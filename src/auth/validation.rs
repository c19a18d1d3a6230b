use crate::error::{PortalError, Result};

pub const MIN_USERNAME_CHARS: usize = 3;
pub const MAX_USERNAME_CHARS: usize = 50;
pub const MIN_PASSWORD_CHARS: usize = 8;

/// Per-rule result of the registration password checks, shown as four bars.
#[derive(Debug, Clone, Copy, PartialEq, Eq, Default)]
pub struct PasswordStrength {
    pub length: bool,
    pub uppercase: bool,
    pub lowercase: bool,
    pub digit: bool,
}

impl PasswordStrength {
    pub fn of(password: &str) -> Self {
        Self {
            length: password.chars().count() >= MIN_PASSWORD_CHARS,
            uppercase: password.chars().any(|c| c.is_ascii_uppercase()),
            lowercase: password.chars().any(|c| c.is_ascii_lowercase()),
            digit: password.chars().any(|c| c.is_ascii_digit()),
        }
    }

    pub fn is_valid(&self) -> bool {
        self.length && self.uppercase && self.lowercase && self.digit
    }

    /// Messages for every rule the password fails.
    pub fn failures(&self) -> Vec<String> {
        [
            (self.length, "Password must be at least 8 characters long"),
            (self.uppercase, "Password must contain at least one uppercase letter"),
            (self.lowercase, "Password must contain at least one lowercase letter"),
            (self.digit, "Password must contain at least one digit"),
        ]
        .into_iter()
        .filter(|(ok, _)| !ok)
        .map(|(_, message)| message.to_string())
        .collect()
    }
}

/// Fields of the registration form.
#[derive(Debug, Clone, PartialEq, Default)]
pub struct RegistrationForm {
    pub username: String,
    pub email: String,
    pub password: String,
    pub password_confirm: String,
}

/// Client-side checks run before a login request is sent.
pub fn validate_login(username: &str, password: &str) -> Result<()> {
    if username.chars().count() < MIN_USERNAME_CHARS {
        return Err(PortalError::Validation(vec![
            "Username must be at least 3 characters long".to_string(),
        ]));
    }
    if password.chars().count() < MIN_PASSWORD_CHARS {
        return Err(PortalError::Validation(vec![
            "Password must be at least 8 characters long".to_string(),
        ]));
    }
    Ok(())
}

/// Client-side checks run before a registration request is sent.
///
/// Stops at the first failing field, except for the password whose failed
/// rules are all reported together.
pub fn validate_registration(form: &RegistrationForm) -> Result<()> {
    if form.password != form.password_confirm {
        return Err(PortalError::Validation(vec![
            "Passwords do not match".to_string(),
        ]));
    }

    let username_chars = form.username.chars().count();
    if !(MIN_USERNAME_CHARS..=MAX_USERNAME_CHARS).contains(&username_chars) {
        return Err(PortalError::Validation(vec![
            "Username must be between 3 and 50 characters long".to_string(),
        ]));
    }

    let strength = PasswordStrength::of(&form.password);
    if !strength.is_valid() {
        return Err(PortalError::Validation(strength.failures()));
    }
    Ok(())
}
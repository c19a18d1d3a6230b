use serde::Deserialize;
use serde_json::{Map, Value};

/// Properties shown before the "show more attributes" button.
pub const MAX_INITIAL_PROPERTIES: usize = 15;
/// Above this many properties the popup switches to two per row.
pub const COMPACT_THRESHOLD: usize = 10;
/// String values longer than this are truncated.
pub const MAX_VALUE_CHARS: usize = 50;

/// GeoJSON answer of a GetFeatureInfo request.
#[derive(Debug, Clone, PartialEq, Default, Deserialize)]
pub struct FeatureCollection {
    #[serde(default)]
    pub features: Vec<Feature>,
}

#[derive(Debug, Clone, PartialEq, Deserialize)]
pub struct Feature {
    #[serde(default)]
    pub id: Option<Value>,
    /// Attribute table in server order.
    #[serde(default)]
    pub properties: Option<Map<String, Value>>,
}

#[derive(Debug, Clone, PartialEq)]
pub enum DisplayValue {
    Full(String),
    /// Long string shown as `preview...` with an inline expander.
    Truncated { preview: String, full: String },
}

impl DisplayValue {
    fn from_json(value: &Value) -> Self {
        match value {
            Value::String(s) if s.chars().count() > MAX_VALUE_CHARS => DisplayValue::Truncated {
                preview: s.chars().take(MAX_VALUE_CHARS).collect(),
                full: s.clone(),
            },
            Value::String(s) => DisplayValue::Full(s.clone()),
            other => DisplayValue::Full(other.to_string()),
        }
    }

    pub fn full(&self) -> &str {
        match self {
            DisplayValue::Full(value) => value,
            DisplayValue::Truncated { full, .. } => full,
        }
    }
}

/// One attribute row of the popup.
#[derive(Debug, Clone, PartialEq)]
pub struct PropertyEntry {
    pub name: String,
    pub value: DisplayValue,
}

fn is_shown(name: &str, value: &Value) -> bool {
    name != "bbox" && !value.is_null() && value.as_str() != Some("")
}

/// Everything the popup renders for one identify answer.
#[derive(Debug, Clone, PartialEq)]
pub struct PopupModel {
    pub title: String,
    pub compact: bool,
    pub initial: Vec<PropertyEntry>,
    pub remainder: Vec<PropertyEntry>,
}

impl PopupModel {
    /// Layout the first feature of `collection`. `None` when there is no feature.
    pub fn from_collection(title: &str, collection: &FeatureCollection) -> Option<Self> {
        let feature = collection.features.first()?;
        let mut entries: Vec<PropertyEntry> = feature
            .properties
            .iter()
            .flatten()
            .filter(|(name, value)| is_shown(name, value))
            .map(|(name, value)| PropertyEntry {
                name: name.clone(),
                value: DisplayValue::from_json(value),
            })
            .collect();

        let compact = entries.len() > COMPACT_THRESHOLD;
        let remainder = if entries.len() > MAX_INITIAL_PROPERTIES {
            entries.split_off(MAX_INITIAL_PROPERTIES)
        } else {
            Vec::new()
        };

        Some(Self {
            title: title.to_string(),
            compact,
            initial: entries,
            remainder,
        })
    }

    /// Group entries into table rows: two per row when compact, else one.
    pub fn rows<'a>(&self, entries: &'a [PropertyEntry]) -> Vec<&'a [PropertyEntry]> {
        let per_row = if self.compact { 2 } else { 1 };
        entries.chunks(per_row).collect()
    }

    pub fn has_more(&self) -> bool {
        !self.remainder.is_empty()
    }

    pub fn show_more_label(&self) -> String {
        format!("Show {} more attributes", self.remainder.len())
    }
}

#[cfg(test)]
mod tests {
    use super::*;
    use serde_json::json;

    fn collection(properties: Value) -> FeatureCollection {
        serde_json::from_value(json!({
            "type": "FeatureCollection",
            "features": [{ "type": "Feature", "id": "mines.1", "properties": properties }]
        }))
        .unwrap()
    }

    fn numbered(n: usize) -> Value {
        let mut map = Map::new();
        for i in 0..n {
            map.insert(format!("attr_{i:02}"), json!(i));
        }
        Value::Object(map)
    }

    #[test]
    fn test_empty_collection_has_no_popup() {
        let empty: FeatureCollection =
            serde_json::from_str(r#"{"type":"FeatureCollection","features":[]}"#).unwrap();
        assert!(PopupModel::from_collection("Mines", &empty).is_none());
    }

    #[test]
    fn test_filters_bbox_null_and_empty() {
        let model = PopupModel::from_collection(
            "Mines",
            &collection(json!({
                "name": "Korkino",
                "bbox": [1, 2, 3, 4],
                "owner": null,
                "note": "",
                "depth": 480,
                "active": false
            })),
        )
        .unwrap();

        let names: Vec<_> = model.initial.iter().map(|e| e.name.as_str()).collect();
        assert_eq!(names, vec!["name", "depth", "active"]);
        assert_eq!(model.initial[1].value, DisplayValue::Full("480".to_string()));
        assert_eq!(model.initial[2].value, DisplayValue::Full("false".to_string()));
        assert!(!model.compact);
        assert!(!model.has_more());
    }

    #[test]
    fn test_compact_layout_above_ten() {
        let model = PopupModel::from_collection("Kilns", &collection(numbered(10))).unwrap();
        assert!(!model.compact);
        assert_eq!(model.rows(&model.initial).len(), 10);

        let model = PopupModel::from_collection("Kilns", &collection(numbered(11))).unwrap();
        assert!(model.compact);
        let rows = model.rows(&model.initial);
        assert_eq!(rows.len(), 6);
        assert_eq!(rows[5].len(), 1);
    }

    #[test]
    fn test_more_than_fifteen_splits_remainder() {
        let model = PopupModel::from_collection("Railway", &collection(numbered(20))).unwrap();
        assert_eq!(model.initial.len(), 15);
        assert_eq!(model.remainder.len(), 5);
        assert_eq!(model.remainder[0].name, "attr_15");
        assert_eq!(model.show_more_label(), "Show 5 more attributes");

        let model = PopupModel::from_collection("Railway", &collection(numbered(15))).unwrap();
        assert_eq!(model.initial.len(), 15);
        assert!(!model.has_more());
    }

    #[test]
    fn test_long_strings_are_truncated() {
        let long = "x".repeat(51);
        let exact = "y".repeat(50);
        let model = PopupModel::from_collection(
            "Quarries",
            &collection(json!({ "long": long, "exact": exact })),
        )
        .unwrap();

        match &model.initial[0].value {
            DisplayValue::Truncated { preview, full } => {
                assert_eq!(preview.len(), 50);
                assert_eq!(full, &long);
            }
            other => panic!("expected truncation, got {other:?}"),
        }
        assert_eq!(model.initial[1].value, DisplayValue::Full(exact));
    }

    #[test]
    fn test_only_first_feature_is_used() {
        let collection: FeatureCollection = serde_json::from_value(json!({
            "features": [
                { "properties": { "name": "first" } },
                { "properties": { "name": "second" } }
            ]
        }))
        .unwrap();
        let model = PopupModel::from_collection("Chimneys", &collection).unwrap();
        assert_eq!(model.initial.len(), 1);
        assert_eq!(model.initial[0].value.full(), "first");
    }
}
***
# EXERCISE:
Beginning with the line above that contains "pub const MAX_USERNAME_CHARS: usize = 50;", copy each line exactly up to and including the line that contains "pub fn is_valid(&self)", and go no further.

# OUTPUT FOR THIS EXERCISE:
pub const MAX_USERNAME_CHARS: usize = 50;
pub const MIN_PASSWORD_CHARS: usize = 8;

/// Per-rule result of the registration password checks, shown as four bars.
#[derive(Debug, Clone, Copy, PartialEq, Eq, Default)]
pub struct PasswordStrength {
    pub length: bool,
    pub uppercase: bool,
    pub lowercase: bool,
    pub digit: bool,
}

impl PasswordStrength {
    pub fn of(password: &str) -> Self {
        Self {
            length: password.chars().count() >= MIN_PASSWORD_CHARS,
            uppercase: password.chars().any(|c| c.is_ascii_uppercase()),
            lowercase: password.chars().any(|c| c.is_ascii_lowercase()),
            digit: password.chars().any(|c| c.is_ascii_digit()),
        }
    }

    pub fn is_valid(&self) -> bool {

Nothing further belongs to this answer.